Tuesday, October 4, 2016

"Homo Deus," notes on Yuval Harari's new book

Is there anything more dangerous than dissatisfied and irresponsible gods who don't know what they want?

Yuval Harari

Yuval Harari, born in 1976, is an Israeli historian and professor of history at the Hebrew University of Jerusalem. The quote above is from his previous book, Sapiens: A Brief History of Humankind, (2011 in Hebrew, 2014 in English), which makes the point that human culture in the post-tribal age of large populations derives its coherence from "fictions," mental constructs with no concrete reality, such as gods, money, laws, nations and human rights.   

In his new book, Homo Deus: A Brief History of Tomorrow, Harari describes our future: Through bio-engineering, artificial intelligence and advancing medicine, we will become, by definition, gods, with indefinitely long lives and complete creative license to design ourselves and our environments.  

Harari's logic is compelling, though one might add that we don't know what a god is, only what it does.  As in physics, where we label atomic particles in terms of their behavior and effects on other particles- not in terms of what they are, which we don't know- so, even though we may define a god as "a super-human being or spirit worshipped as having power over nature or human fortunes" (OED), that describes what a god does, not what it is.   Whatever a god is, though, that's what we're going to be, Harari writes.  The transformation will usher in the age of Homo Deus, and herald the eclipse of Homo Sapiens.  In other words, we're about to go extinct:

Every day millions of people decide to grant their smartphone a bit more control over their lives or try a new and more effective antidepressant drug.  In pursuit of health, happiness and power, humans will gradually change first one of their features and then another, and another, until they will no longer be human. 

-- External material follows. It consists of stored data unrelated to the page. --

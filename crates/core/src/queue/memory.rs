//! In-process work queue with lease-based redelivery.

use std::collections::VecDeque;
use std::time::Duration;

use async_trait::async_trait;
use tokio::sync::Mutex;
use tokio::time::Instant;
use tracing::debug;

use super::types::delivery_token;
use super::{Delivery, QueueError, WorkItem, WorkQueue};

struct Entry {
    item: WorkItem,
    task_id: String,
    delivery_count: u32,
    /// Token of the latest claim.
    delivery_id: Option<String>,
    leased_until: Option<Instant>,
}

impl Entry {
    fn is_visible(&self, now: Instant) -> bool {
        self.leased_until.map_or(true, |until| until <= now)
    }

    fn is_held_by(&self, delivery_id: &str) -> bool {
        self.delivery_id.as_deref() == Some(delivery_id)
    }
}

/// Work queue held in memory. Items do not survive a restart; the dispatcher
/// rebuilds them from document status on start.
pub struct MemoryWorkQueue {
    lease: Duration,
    entries: Mutex<VecDeque<Entry>>,
}

impl MemoryWorkQueue {
    pub fn new(lease: Duration) -> Self {
        Self {
            lease,
            entries: Mutex::new(VecDeque::new()),
        }
    }
}

#[async_trait]
impl WorkQueue for MemoryWorkQueue {
    async fn enqueue(&self, item: WorkItem) -> Result<bool, QueueError> {
        let task_id = item.task_id();
        let mut entries = self.entries.lock().await;

        if entries.iter().any(|e| e.task_id == task_id) {
            debug!(task_id = %task_id, "Work item already queued");
            return Ok(false);
        }

        entries.push_back(Entry {
            item,
            task_id,
            delivery_count: 0,
            delivery_id: None,
            leased_until: None,
        });
        Ok(true)
    }

    async fn claim(&self) -> Result<Option<Delivery>, QueueError> {
        let now = Instant::now();
        let mut entries = self.entries.lock().await;

        let Some(entry) = entries.iter_mut().find(|e| e.is_visible(now)) else {
            return Ok(None);
        };

        entry.leased_until = Some(now + self.lease);
        entry.delivery_count += 1;
        let delivery_id = delivery_token(&entry.task_id, entry.delivery_count);
        entry.delivery_id = Some(delivery_id.clone());

        Ok(Some(Delivery {
            delivery_id,
            item: entry.item.clone(),
            delivery_count: entry.delivery_count,
        }))
    }

    async fn ack(&self, delivery_id: &str) -> Result<(), QueueError> {
        let mut entries = self.entries.lock().await;
        let before = entries.len();
        entries.retain(|e| !e.is_held_by(delivery_id));

        if entries.len() == before {
            return Err(QueueError::UnknownDelivery(delivery_id.to_string()));
        }
        Ok(())
    }

    async fn nack(&self, delivery_id: &str) -> Result<(), QueueError> {
        let mut entries = self.entries.lock().await;
        let entry = entries
            .iter_mut()
            .find(|e| e.is_held_by(delivery_id))
            .ok_or_else(|| QueueError::UnknownDelivery(delivery_id.to_string()))?;
        entry.leased_until = None;
        entry.delivery_id = None;
        Ok(())
    }

    async fn extend(&self, delivery_id: &str) -> Result<(), QueueError> {
        let mut entries = self.entries.lock().await;
        let entry = entries
            .iter_mut()
            .find(|e| e.is_held_by(delivery_id))
            .ok_or_else(|| QueueError::UnknownDelivery(delivery_id.to_string()))?;
        entry.leased_until = Some(Instant::now() + self.lease);
        Ok(())
    }

    async fn pending(&self) -> Result<usize, QueueError> {
        Ok(self.entries.lock().await.len())
    }

    fn lease(&self) -> Duration {
        self.lease
    }
}

#[cfg(test)]
mod tests {
    use super::*;

    fn item(doc: &str, attempt: u32) -> WorkItem {
        WorkItem::new(doc, "user-1", attempt)
    }

    #[tokio::test]
    async fn test_claims_in_fifo_order() {
        let queue = MemoryWorkQueue::new(Duration::from_secs(60));
        queue.enqueue(item("a", 0)).await.unwrap();
        queue.enqueue(item("b", 0)).await.unwrap();

        let first = queue.claim().await.unwrap().unwrap();
        let second = queue.claim().await.unwrap().unwrap();
        assert_eq!(first.item.document_id, "a");
        assert_eq!(second.item.document_id, "b");
        assert!(queue.claim().await.unwrap().is_none());
    }

    #[tokio::test]
    async fn test_enqueue_is_idempotent_per_attempt() {
        let queue = MemoryWorkQueue::new(Duration::from_secs(60));
        assert!(queue.enqueue(item("a", 0)).await.unwrap());
        assert!(!queue.enqueue(item("a", 0)).await.unwrap());
        assert!(queue.enqueue(item("a", 1)).await.unwrap());
        assert_eq!(queue.pending().await.unwrap(), 2);
    }

    #[tokio::test]
    async fn test_ack_removes_item() {
        let queue = MemoryWorkQueue::new(Duration::from_secs(60));
        queue.enqueue(item("a", 0)).await.unwrap();

        let delivery = queue.claim().await.unwrap().unwrap();
        queue.ack(&delivery.delivery_id).await.unwrap();

        assert_eq!(queue.pending().await.unwrap(), 0);
        assert!(matches!(
            queue.ack(&delivery.delivery_id).await,
            Err(QueueError::UnknownDelivery(_))
        ));
    }

    #[tokio::test]
    async fn test_expired_lease_is_redelivered() {
        let queue = MemoryWorkQueue::new(Duration::from_millis(30));
        queue.enqueue(item("a", 0)).await.unwrap();

        let first = queue.claim().await.unwrap().unwrap();
        assert!(!first.is_redelivery());
        assert!(queue.claim().await.unwrap().is_none());

        tokio::time::sleep(Duration::from_millis(60)).await;

        let second = queue.claim().await.unwrap().unwrap();
        assert_eq!(second.item, first.item);
        assert_ne!(second.delivery_id, first.delivery_id);
        assert_eq!(second.delivery_count, 2);
        assert!(second.is_redelivery());
    }

    #[tokio::test]
    async fn test_superseded_delivery_cannot_ack() {
        let queue = MemoryWorkQueue::new(Duration::from_millis(30));
        queue.enqueue(item("a", 0)).await.unwrap();

        let first = queue.claim().await.unwrap().unwrap();
        tokio::time::sleep(Duration::from_millis(60)).await;
        let second = queue.claim().await.unwrap().unwrap();

        for result in [
            queue.ack(&first.delivery_id).await,
            queue.nack(&first.delivery_id).await,
            queue.extend(&first.delivery_id).await,
        ] {
            assert!(matches!(result, Err(QueueError::UnknownDelivery(_))));
        }
        assert_eq!(queue.pending().await.unwrap(), 1);

        queue.ack(&second.delivery_id).await.unwrap();
        assert_eq!(queue.pending().await.unwrap(), 0);
    }

    #[tokio::test]
    async fn test_extend_keeps_item_leased() {
        let queue = MemoryWorkQueue::new(Duration::from_millis(100));
        queue.enqueue(item("a", 0)).await.unwrap();

        let delivery = queue.claim().await.unwrap().unwrap();
        for _ in 0..5 {
            tokio::time::sleep(Duration::from_millis(40)).await;
            queue.extend(&delivery.delivery_id).await.unwrap();
        }

        assert!(queue.claim().await.unwrap().is_none());
        queue.ack(&delivery.delivery_id).await.unwrap();
    }

    #[tokio::test]
    async fn test_nack_makes_item_visible() {
        let queue = MemoryWorkQueue::new(Duration::from_secs(60));
        queue.enqueue(item("a", 0)).await.unwrap();

        let delivery = queue.claim().await.unwrap().unwrap();
        queue.nack(&delivery.delivery_id).await.unwrap();

        let again = queue.claim().await.unwrap().unwrap();
        assert_eq!(again.item, delivery.item);
    }
}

Harari is as much concerned with our progeny's difficulties in figuring out how to be gods as he is with our extinction:

When humankind possesses enormous new powers, and when the threat of famine, plague and war is finally lifted, what will we do with ourselves?  What will the scientists, investors, bankers and presidents do all day?  Write poetry?

He may have answered his own question.   Others have come to the same conclusion about our final purpose.  In Arthur C. Clarke's The City and the Stars (1956) a vision of ultimate humanity features two small human settlements on a desert-covered earth of the far future. One of the groups lives in a self-sustaining mechanical environment of which no one knows the origin and which no one has any idea how to operate or repair (fortunately it repairs itself). Inhabitants spend their time writing poems which they send to each other.  The other group lives a tribal, nomadic life in portable tents.  Their distinguishing feature is that they are telepathic, so no one can lie. Presumably they handle honesty by speaking to each other in poetry.

By the way, I ran some of these ideas by my gila monster friend, Robert, and he was somewhat contemptuous.  He informed me that his kind had achieved this putative godlike state eons ago.  He said all it represents is re-entrance to the cosmic womb, which he said is humankind's goal, though we won't admit it.

I think at this point I owe my readers a poem.  

If I were a god

By Harry the Human

If I were a god
I'd find it odd
that even a clod
who'd been so awed

by seeming divinity
(though he felt no affinity)

lurched in the void
feeling scared and annoyed
where a soul should have buoyed
godlike views, not destroyed 


Yes, imagine it: I am a god, writing poems like this for all eternity!  

Harari is an exceptionally thorough, clear and fascinating author, the perfect antidote to the infantilism of an American presidential campaign.   I highly recommend him!